Brian Goetz brian.goetz at oracle.com
Tue Dec 10 22:21:59 UTC 2019


As the document suggests, we are considering such treatment for Integer 
(and Number, ugh) and Optional.  While this surely has its own set of 
costs (supporting interface methods in `invokevirtual`, etc), this seems 
to be the lesser of evils compared to allowing inline classes to extend 
abstract classes (on which we'd need to imposes a complicated and 
hard-to-statically-check set of conditions.)  As you point out, if we 
have this tool in our box, then (combined with sealed types) it lets API 
designers compatibly evolve their APIs towards a more abstract 
representation, which seems like a beneficial direction.

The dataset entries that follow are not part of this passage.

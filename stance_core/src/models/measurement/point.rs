// stance_core/src/models/measurement/point.rs

//! World-frame point sensors, typically a stance foot that the contact logic
//! has declared stationary.

use nalgebra::{Matrix3, Vector3};

use super::{lever_arm, sample_mismatch, MeasurementContext, MeasurementModelElement, PredictedMeasurement};
use crate::config::NoiseCovariance;
use crate::error::EstimationError;
use crate::messages::SensorSample;
use crate::types::{BlockId, BodyId};
use crate::utils::so3::skew;

// --- Velocity ---

/// `z = v_com + R (w x rho + rho_dot)`, with `rho` the point relative to the
/// center of mass in the estimation frame.
#[derive(Debug, Clone, PartialEq)]
pub struct PointVelocitySensorElement {
    pub name: String,
    pub orientation: BlockId,
    pub angular_velocity: BlockId,
    pub com_velocity: BlockId,
    pub noise: NoiseCovariance,
}

impl PointVelocitySensorElement {
    pub fn new(
        name: impl Into<String>,
        orientation: BlockId,
        angular_velocity: BlockId,
        com_velocity: BlockId,
        noise: NoiseCovariance,
    ) -> Self {
        Self {
            name: name.into(),
            orientation,
            angular_velocity,
            com_velocity,
            noise,
        }
    }

    fn unpack(&self, sample: &SensorSample) -> Result<(BodyId, Vector3<f64>, Vector3<f64>), EstimationError> {
        match sample {
            SensorSample::PointVelocity { body, point, velocity } => Ok((*body, *point, *velocity)),
            _ => Err(sample_mismatch(&self.name, "PointVelocity")),
        }
    }

    /// Returns the prediction and the estimation-frame relative velocity `u`.
    fn predicted(&self, ctx: &MeasurementContext, body: BodyId, point: &Vector3<f64>) -> Result<(Vector3<f64>, Vector3<f64>), EstimationError> {
        let rho = lever_arm(ctx, body, point)?;
        let omega = ctx.state.vector3(self.angular_velocity);
        let u = omega.cross(&rho.position) + rho.velocity;
        let predicted = ctx.state.vector3(self.com_velocity) + ctx.state.orientation(self.orientation) * u;
        Ok((predicted, u))
    }
}

impl MeasurementModelElement for PointVelocitySensorElement {
    fn name(&self) -> &str {
        &self.name
    }

    fn dependencies(&self) -> Vec<BlockId> {
        vec![self.orientation, self.angular_velocity, self.com_velocity]
    }

    fn predict(&self, ctx: &MeasurementContext, sample: &SensorSample) -> Result<PredictedMeasurement, EstimationError> {
        let (body, point, _) = self.unpack(sample)?;
        Ok(PredictedMeasurement::Vector(self.predicted(ctx, body, &point)?.0))
    }

    fn residual(&self, ctx: &MeasurementContext, sample: &SensorSample) -> Result<Vector3<f64>, EstimationError> {
        let (body, point, measured) = self.unpack(sample)?;
        Ok(measured - self.predicted(ctx, body, &point)?.0)
    }

    fn jacobian_blocks(
        &self,
        ctx: &MeasurementContext,
        sample: &SensorSample,
    ) -> Result<Vec<(BlockId, Matrix3<f64>)>, EstimationError> {
        let (body, point, _) = self.unpack(sample)?;
        let (_, u) = self.predicted(ctx, body, &point)?;
        let rho = lever_arm(ctx, body, &point)?.position;
        let rotation = ctx.state.orientation(self.orientation).to_rotation_matrix().into_inner();

        Ok(vec![
            (self.orientation, -rotation * skew(&u)),
            (self.angular_velocity, -rotation * skew(&rho)),
            (self.com_velocity, Matrix3::identity()),
        ])
    }

    fn noise_covariance(&self) -> &Matrix3<f64> {
        self.noise.matrix()
    }
}

// --- Position ---

/// `z = p_com + R rho`.
#[derive(Debug, Clone, PartialEq)]
pub struct PointPositionSensorElement {
    pub name: String,
    pub orientation: BlockId,
    pub com_position: BlockId,
    pub noise: NoiseCovariance,
}

impl PointPositionSensorElement {
    pub fn new(name: impl Into<String>, orientation: BlockId, com_position: BlockId, noise: NoiseCovariance) -> Self {
        Self {
            name: name.into(),
            orientation,
            com_position,
            noise,
        }
    }

    fn unpack(&self, sample: &SensorSample) -> Result<(BodyId, Vector3<f64>, Vector3<f64>), EstimationError> {
        match sample {
            SensorSample::PointPosition { body, point, position } => Ok((*body, *point, *position)),
            _ => Err(sample_mismatch(&self.name, "PointPosition")),
        }
    }

    fn predicted(&self, ctx: &MeasurementContext, body: BodyId, point: &Vector3<f64>) -> Result<Vector3<f64>, EstimationError> {
        let rho = lever_arm(ctx, body, point)?.position;
        Ok(ctx.state.vector3(self.com_position) + ctx.state.orientation(self.orientation) * rho)
    }
}

impl MeasurementModelElement for PointPositionSensorElement {
    fn name(&self) -> &str {
        &self.name
    }

    fn dependencies(&self) -> Vec<BlockId> {
        vec![self.orientation, self.com_position]
    }

    fn predict(&self, ctx: &MeasurementContext, sample: &SensorSample) -> Result<PredictedMeasurement, EstimationError> {
        let (body, point, _) = self.unpack(sample)?;
        Ok(PredictedMeasurement::Vector(self.predicted(ctx, body, &point)?))
    }

    fn residual(&self, ctx: &MeasurementContext, sample: &SensorSample) -> Result<Vector3<f64>, EstimationError> {
        let (body, point, measured) = self.unpack(sample)?;
        Ok(measured - self.predicted(ctx, body, &point)?)
    }

    fn jacobian_blocks(
        &self,
        ctx: &MeasurementContext,
        sample: &SensorSample,
    ) -> Result<Vec<(BlockId, Matrix3<f64>)>, EstimationError> {
        let (body, point, _) = self.unpack(sample)?;
        let rho = lever_arm(ctx, body, &point)?.position;
        let rotation = ctx.state.orientation(self.orientation).to_rotation_matrix().into_inner();
        Ok(vec![
            (self.orientation, -rotation * skew(&rho)),
            (self.com_position, Matrix3::identity()),
        ])
    }

    fn noise_covariance(&self) -> &Matrix3<f64> {
        self.noise.matrix()
    }
}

There's no problem with non-public inline classes.  (The combination of 
public reference projection and private implementation class is expected 
to be a common one.)

On 12/10/2019 4:08 PM, Stephen Colebourne wrote:
> Is there any hope of rescuing superclass cases by converting the superclass
> to an interface?
>
> I'm particularly thinking of java.time.ZoneId and it's subclasses
> ZoneRegion and ZoneOffset. ZoneId had to be an abstract class originally as
> there were no sealed types, but it could be converted to a sealed interface
> in the future if that was a compatible change. Then the two subclasses
> could be inline classes (which they logically are). It also assumes we can
> have package scoped inline classes.
>
> I ask because the plan to convert the primitive box types to interfaces
> suggests ZoneId could be another candidate.
>
> Stephen
>
>
> On Tue, 10 Dec 2019, 18:24 John Rose, <john.r.rose at oracle.com> wrote:
>
>> On Dec 10, 2019, at 10:17 AM, August Nagro <augustnagro at gmail.com> wrote:
>>> One question I have is about `extends`. I understand that inline classes
>> cannot extend IdentityClass, but what about other inline classes? I have a
>> lot of classes that would make sense as inline, but are held back by their
>> superclass (which also could be inline).
>>
>> One thing you get with the extra indirection of reference objects
>> is layout polymorphism, the power to have one type which points
>> at two or more distinct layouts.
>>
>> If you get rid of the pointer (which is a must for inlines, so they
>> can “work like an int”), then you also lose the ability to represent
>> layout polymorphism.
>>
>> It’s like in C++ when you try to mix inheritance and by-value storage
>> of instances:  Stuff goes wrong, awkwardly.
>>
>> struct A { int x; }
>> struct B : public A { int y; }
>> A avar; avar.x = 1;
>> B bvar; bvar.x = 2; bvar.y = 3;
>> A anotheravar = bvar;  // what happened to the 3??